THREE OF THE NATION’S LARGEST NONPROFIT HOSPITAL SYSTEMS CHARGED WITH FAILING TO PROVIDE GOVERNMENT-REQUIRED CHARITY HEALTHCARE TO UNINSURED PATIENTS
Date Posted: Tuesday, July 20, 2004 at 3:00 PM CST
Contact: Richard Scruggs
The Scruggs Law Firm, P.A.
(662) 281-1212
THREE OF THE NATION’S LARGEST NONPROFIT HOSPITAL SYSTEMS CHARGED WITH
FAILING TO PROVIDE GOVERNMENT-REQUIRED CHARITY HEALTHCARE TO UNINSURED
PATIENTS
-- New York Presbyterian, Cleveland Clinic And New Orleans’ Ochsner
Clinic Are Named As Defendants In Class Action Litigations --
-- Lawsuits Now Have Been Filed Against 31 Nonprofit Hospital Systems
In 17 States Since June 17, 2004 --
FOR IMMEDIATE RELEASE
New York, NY, Cleveland, OH, New Orleans, LA -- (July 15, 2004) – New
York Presbyterian, Cleveland Clinic Health System and New Orleans’
Ochsner Clinic Foundation hospital systems today were charged in class
action lawsuits brought by uninsured patient plaintiffs. Each of the
lawsuits charges the respective defendant nonprofit hospital system and
hospital with victimizing the uninsured plaintiff patients by failing
to fulfill their obligations to provide government required charity
care in return for tax exemptions. The lawsuits charge the defendants
with requiring their uninsured patients to pay unfair and unreasonable
health care prices that are far in excess of the discounted amounts
accepted by these same defendants from their insured patients.
The class action lawsuits filed today by uninsured patient plaintiffs
are:
• In Louisiana: Defendant: Ochsner Clinic Foundation: United States
District Court for Eastern District of Louisiana; litigation filed by
The Scruggs Law Firm, P.A and Oreck, Bradley, Crighton, Adams &
Chase.
• In New York: Defendant: New York Presbyterian: United States
District Court for Southern District of New York; litigation filed by
Bernstein Liebhard Lifshitz, LLP.
• In Ohio: Defendant: Cleveland Clinic Foundation (CCF), Cleveland
Clinic Health System; United States District Court for the Northern
District of Ohio, Eastern Division; litigation filed by Weisman,
Kennedy & Berris Co., L.P.A.
With the filings of today’s litigations, 31 uninsured patient class
action lawsuits have been brought against nonprofit hospital systems
and hospitals in 17 states across the country since June 17, 2004.

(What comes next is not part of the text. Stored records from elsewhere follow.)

//! Tiered process store.
//!
//! Lookups try, in order, the in-memory table, the on-disk snapshot and a
//! live scan of procfs. Only a live scan touches `/proc/<pid>` directories.

use chrono::{DateTime, Utc};
use rayon::prelude::*;
use std::path::PathBuf;
use std::sync::Arc;
use std::time::{Duration, Instant};
use tracing::{debug, info, instrument, warn};

use crate::error::{InspectError, Result};
use crate::process::{
    collect_proc_entries, load_process, should_include_process, BinaryHasher, HashMemo, Process,
    ProcessTable, ScanFilter, Sha256Hasher,
};
use crate::snapshot::{
    clear_snapshot, default_cache_dir, read_snapshot, write_snapshot, SNAPSHOT_FILE_NAME,
};

/// Default procfs mount point.
pub const DEFAULT_PROCFS: &str = "/proc";

/// Store settings.
#[derive(Debug, Clone, PartialEq, Eq)]
pub struct InspectorConfig {
    /// Root of the process-info filesystem.
    pub procfs_path: PathBuf,
    /// Directory holding the snapshot file.
    pub cache_dir: PathBuf,
    /// Skip reading and writing the snapshot entirely.
    pub ignore_cache: bool,
    /// Keep kernel tasks in the table.
    pub include_kernel: bool,
    /// Keep processes whose executable could not be inspected.
    pub include_permission_issues: bool,
    /// Worker threads for a live scan. `None` uses the global rayon pool.
    pub parallelism: Option<usize>,
    /// Upper bound on the duration of a live scan.
    pub scan_timeout: Option<Duration>,
}

impl Default for InspectorConfig {
    fn default() -> Self {
        Self {
            procfs_path: PathBuf::from(DEFAULT_PROCFS),
            cache_dir: default_cache_dir(),
            ignore_cache: false,
            include_kernel: false,
            include_permission_issues: false,
            parallelism: None,
            scan_timeout: None,
        }
    }
}

impl InspectorConfig {
    /// Full path of the snapshot file.
    pub fn snapshot_path(&self) -> PathBuf {
        self.cache_dir.join(SNAPSHOT_FILE_NAME)
    }

    pub fn scan_filter(&self) -> ScanFilter {
        ScanFilter {
            include_kernel: self.include_kernel,
            include_permission_issues: self.include_permission_issues,
        }
    }
}

/// Operations of a process store.
pub trait Inspector {
    /// Discards the in-memory table, rescans procfs and refreshes the
    /// snapshot unless caching is disabled.
    fn load_processes(&mut self) -> Result<()>;

    /// Deletes the snapshot. The in-memory table is kept.
    fn clear_process_cache(&mut self) -> Result<()>;

    /// Returns the table from the first tier that has one.
    fn get_processes(&mut self) -> Result<&ProcessTable>;

    /// When the table currently in memory was scanned.
    fn last_load_time(&self) -> Option<DateTime<Utc>>;
}

/// Process store backed by a Linux procfs tree.
pub struct LinuxInspector {
    config: InspectorConfig,
    hasher: Arc<dyn BinaryHasher>,
    processes: Option<ProcessTable>,
    loaded_at: Option<DateTime<Utc>>,
}

impl LinuxInspector {
    pub fn new(config: InspectorConfig) -> Self {
        Self::with_hasher(config, Arc::new(Sha256Hasher))
    }

    /// Creates a store that digests executables with `hasher`.
    pub fn with_hasher(config: InspectorConfig, hasher: Arc<dyn BinaryHasher>) -> Self {
        Self {
            config,
            hasher,
            processes: None,
            loaded_at: None,
        }
    }

    pub fn config(&self) -> &InspectorConfig {
        &self.config
    }

    pub fn snapshot_path(&self) -> PathBuf {
        self.config.snapshot_path()
    }

    fn scan(&self) -> Result<(ProcessTable, DateTime<Utc>)> {
        let scanned_at = Utc::now();
        let table = scan_processes(&self.config, self.hasher.as_ref())?;
        Ok((table, scanned_at))
    }

    fn persist(&self) -> Result<()> {
        match &self.processes {
            Some(table) => write_snapshot(
                &self.snapshot_path(),
                self.loaded_at.unwrap_or_else(Utc::now),
                table,
            ),
            None => Err(InspectError::NoProcessTable),
        }
    }
}

impl Inspector for LinuxInspector {
    fn load_processes(&mut self) -> Result<()> {
        // A failed scan leaves the previous table in place.
        let (table, scanned_at) = self.scan()?;
        self.processes = Some(table);
        self.loaded_at = Some(scanned_at);

        if !self.config.ignore_cache {
            self.persist()?;
        }
        Ok(())
    }

    fn clear_process_cache(&mut self) -> Result<()> {
        clear_snapshot(&self.snapshot_path())
    }

    fn get_processes(&mut self) -> Result<&ProcessTable> {
        if self.processes.is_none() && !self.config.ignore_cache {
            if let Some(snapshot) = read_snapshot(&self.snapshot_path()) {
                if snapshot.processes.is_empty() {
                    debug!("Ignoring empty process snapshot");
                } else {
                    debug!(
                        "Loaded {} processes from snapshot scanned at {}",
                        snapshot.processes.len(),
                        snapshot.scanned_at
                    );
                    self.processes = Some(snapshot.processes);
                    self.loaded_at = Some(snapshot.scanned_at);
                }
            }
        }

        if self.processes.is_none() {
            let (table, scanned_at) = self.scan()?;
            self.processes = Some(table);
            self.loaded_at = Some(scanned_at);

            if !self.config.ignore_cache {
                if let Err(e) = self.persist() {
                    warn!("Failed to persist process snapshot: {}", e);
                }
            }
        }

        self.processes.as_ref().ok_or(InspectError::NoProcessTable)
    }

    fn last_load_time(&self) -> Option<DateTime<Utc>> {
        self.loaded_at
    }
}

/// Scans procfs and builds a filtered process table.
///
/// Every process is loaded with one shared [`HashMemo`], so an executable
/// shared by several processes is hashed once. Loading runs on a dedicated
/// pool of `parallelism` threads when configured.
#[instrument(skip(config, hasher), fields(procfs = %config.procfs_path.display()))]
pub fn scan_processes(config: &InspectorConfig, hasher: &dyn BinaryHasher) -> Result<ProcessTable> {
    let started = Instant::now();
    let entries = collect_proc_entries(&config.procfs_path)?;
    let memo = HashMemo::new(hasher);
    let deadline = config.scan_timeout.map(|limit| (started + limit, limit));

    let load_all = || -> Result<Vec<Process>> {
        entries
            .par_iter()
            .map(|entry| {
                if let Some((deadline, limit)) = deadline {
                    if Instant::now() >= deadline {
                        return Err(InspectError::ScanTimedOut(limit));
                    }
                }
                Ok(load_process(entry.pid, &entry.proc_path, &memo))
            })
            .collect()
    };

    let loaded = match config.parallelism {
        Some(threads) => rayon::ThreadPoolBuilder::new()
            .num_threads(threads)
            .thread_name(|i| format!("proctor-scan-{}", i))
            .build()?
            .install(load_all)?,
        None => load_all()?,
    };

    let filter = config.scan_filter();
    let found = loaded.len();
    let table: ProcessTable = loaded
        .into_iter()
        .filter(|p| should_include_process(p, filter))
        .map(|p| (p.id, p))
        .collect();

    info!(
        "Scanned {} processes ({} kept, {} distinct executables) in {:.3}s",
        found,
        table.len(),
        memo.len(),
        started.elapsed().as_secs_f64()
    );
    Ok(table)
}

These defendant nonprofit hospital systems control approximately 300
hospitals in aggregate.
These three defendant “nonprofit” hospital systems are among the
most “profitable” in the country. All three are leaders in
performing “wallet biopsies” on many of their uninsured patients-
often through their screening process placing a priority on the
patient’s wallet rather than the patient’s health issue and, in
turn, appropriate treatment. New York Presbyterian, Cleveland Clinic
and Ochsner Clinic are able to realize and accumulate their profits
because, in direct contradiction of their government obligations, they
have for years spent only a small percentage of their sizeable revenues
on charity care for the uninsured while reaping enormous cash windfalls
from their tax exempt status.
New York Presbyterian is the largest hospital system in the New York
Metropolitan area serving 20% of the area’s patients. In 2002, the
New York-Presbyterian Health Care System was comprised of approximately
33 tax-exempt acute-care and community hospitals as well as its own
tax-free collection agency. In 2002, it had net assets totaling
approximately $1.358 billion among its two tax-exempt acute care
hospitals, of which $603.3 million, or 44% was unrestricted.
With 13 hospitals and two hotels, Cleveland Clinic runs itself more
like a multinational corporation than a hospital. In 2002, it had
revenue over $3 billion and net operating income of more than $98
million (before investment gains and losses). Cleveland Clinic has
earned these large sums despite a poor and questionable track record of
investing the nonprofit hospital’s funds in equities. At the end of
2002, Cleveland Clinic had net assets of more than $1.2 billion, even
after a substantial loss in its “investments” of $583 million over
the previous three-year period. According to Cleveland Clinic’s
financial information which is cited in the litigation, “The major
items contributing to this reduction were a decline in the market value
of investments of $511.6 million (and a cumulative minimum pension
liability) increase of $241 million, offset by gifts, grants and
bequests totaling $161.8 million.” The so-called clinic also provides
its staff with inappropriate perks, such as a second mortgage guarantee
program for its professional staff’s private homes.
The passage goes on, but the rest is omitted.